Poetry for Neanderthals
- Publishers: Exploding Kittens
- Publication: June 2020; 6 years ago
- Genres: Guessing game; Dedicated deck card game;
- Players: 2+
- Setup time: 5 minutes
- Playing time: 15-30 minutes
- Age range: 7+
- Website: explodingkittens.com/products/poetry-for-neanderthals

Related games
- Taboo; Celebrity;

= Poetry for Neanderthals =

Word-guessing card game

Poetry for Neanderthals is a guessing game with a dedicated deck where players guess terms with only single-syllable words as clues. It was released by Exploding Kittens in 2020, during the COVID-19 pandemic.

== History ==
Poetry for Neanderthals was developed by Exploding Kittens co-founders Elan Lee and Matt Inman. The original idea was brought by a group of Lee's friends, who suggested a game where you had to describe experiences like passing a driving test using only one-syllable words.

The game was released in June 2020 and marketed for families to play during the COVID-19 pandemic. Because of the design of the game, it is also able to be played by groups using video-conferencing software such as Zoom, which permitted the growth of the game while people faced lockdowns. Beta-testing families of the game enjoyed it enough that they avoided sending them back to the company. The pandemic also caused difficulties for the development of the game, especially in finding suitable manufacturers for its inflatable clubs, which would have normally been made in China. The game was originally sold exclusively in Target stores.

In April 2021, the marketing agency Distinctive Assets included Poetry for Neanderthals in the gift bags for the 93rd Academy Awards, which were given to the twenty-five nominees for the awards for best actor, best actress, and best director.

== Gameplay ==

Poetry for Neanderthals is similar to other guessing games such as Taboo and Celebrity. It is intended for two or more players ages seven and up and takes an estimated fifteen minutes to play.

Players form two teams and sit around a table, arranged by alternating teams. When a player is named the Poet, a player next to them (from the other team) is named the Judge. The Poet draws a card with two terms on it: one worth a single point and the other worth three. They aim to have other members of their team guess the terms but can only use words with one syllable or that have already been guessed. The Judge holds the No! Stick, an inflatable club, and hits the Poet "gently(ish)" with it if the Poet uses any other words. The Poet may not use gestures, abbreviations, or other languages.

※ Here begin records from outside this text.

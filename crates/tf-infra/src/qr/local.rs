use std::io::Cursor;

use anyhow::{Context, Result};
use async_trait::async_trait;
use base64::prelude::{Engine as _, BASE64_STANDARD};
use image::{DynamicImage, ImageFormat, Luma};
use qrcode::QrCode;
use tf_core::ports::QrRendererPort;
use tf_core::QrPayload;

/// Renders the link to a PNG locally and hands it back as a `data:` URL.
pub struct PngQrRenderer {
    size_px: u32,
}

impl PngQrRenderer {
    pub fn new(size_px: u32) -> Self {
        Self { size_px }
    }
}

fn encode_png_data_url(link: &str, size_px: u32) -> Result<String> {
    let code = QrCode::new(link.as_bytes()).context("Failed to encode link as QR code")?;
    let image = code
        .render::<Luma<u8>>()
        .min_dimensions(size_px, size_px)
        .build();

    let mut png = Cursor::new(Vec::new());
    DynamicImage::ImageLuma8(image)
        .write_to(&mut png, ImageFormat::Png)
        .context("Failed to write QR code PNG")?;

    Ok(format!(
        "data:image/png;base64,{}",
        BASE64_STANDARD.encode(png.into_inner())
    ))
}

#[async_trait]
impl QrRendererPort for PngQrRenderer {
    async fn render(&self, link: &str) -> Result<QrPayload> {
        let link = link.to_owned();
        let size_px = self.size_px;
        let data_url = tokio::task::spawn_blocking(move || encode_png_data_url(&link, size_px))
            .await
            .context("QR rendering task failed")??;
        Ok(QrPayload::DataUrl(data_url))
    }
}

The Poet continues drawing cards until a three-minute timer for their turn runs out, and then a player on the other team begins their turn. After every person on both teams has taken three turns, the game ends.

=== Scoring ===
If a team correctly guesses a one-point word, they earn that point and the Poet can choose to continue with the three-point word. Players cannot score more than three points for a single card. If the Poet makes any mistakes according to the Judge, they lose the card, subtracting one point. The Poet can choose to skip a card, which also results in a loss of one point.

Two "slates" are used to track scoring throughout the game: the Poet Point Slate and the Team Point Slate. During a Poet's turn, they place cards on their Poet Point Slate in one of three sections depending on the scoring criteria: +3 points, +1 point, and -1 point. At the end of their turn, these cards are all moved to the appropriate locations on the Team Point Slate. After the game ends, teams total their points using the cards on their Team Point Slates, and the team with the highest overall point total wins. Ties are resolved by playing additional rounds of turns as needed.

== Other editions ==
In addition to the standard Poetry for Neanderthals game, Exploding Kittens has released other versions.

On May 24, 2022, Exploding Kittens announced a not-safe-for-work (NSFW) edition of Poetry for Neanderthals with 800 new clues that are intended for players ages 17+. The NSFW edition uses different graphics and designs in line with its adult theme, such as the inflatable club being renamed the Spank Stick, but gameplay functions the same as the standard edition.

Exploding Kittens also offers a "Grab & Game" edition of the game, which is intended to be travel-friendly and only contains sixty cards.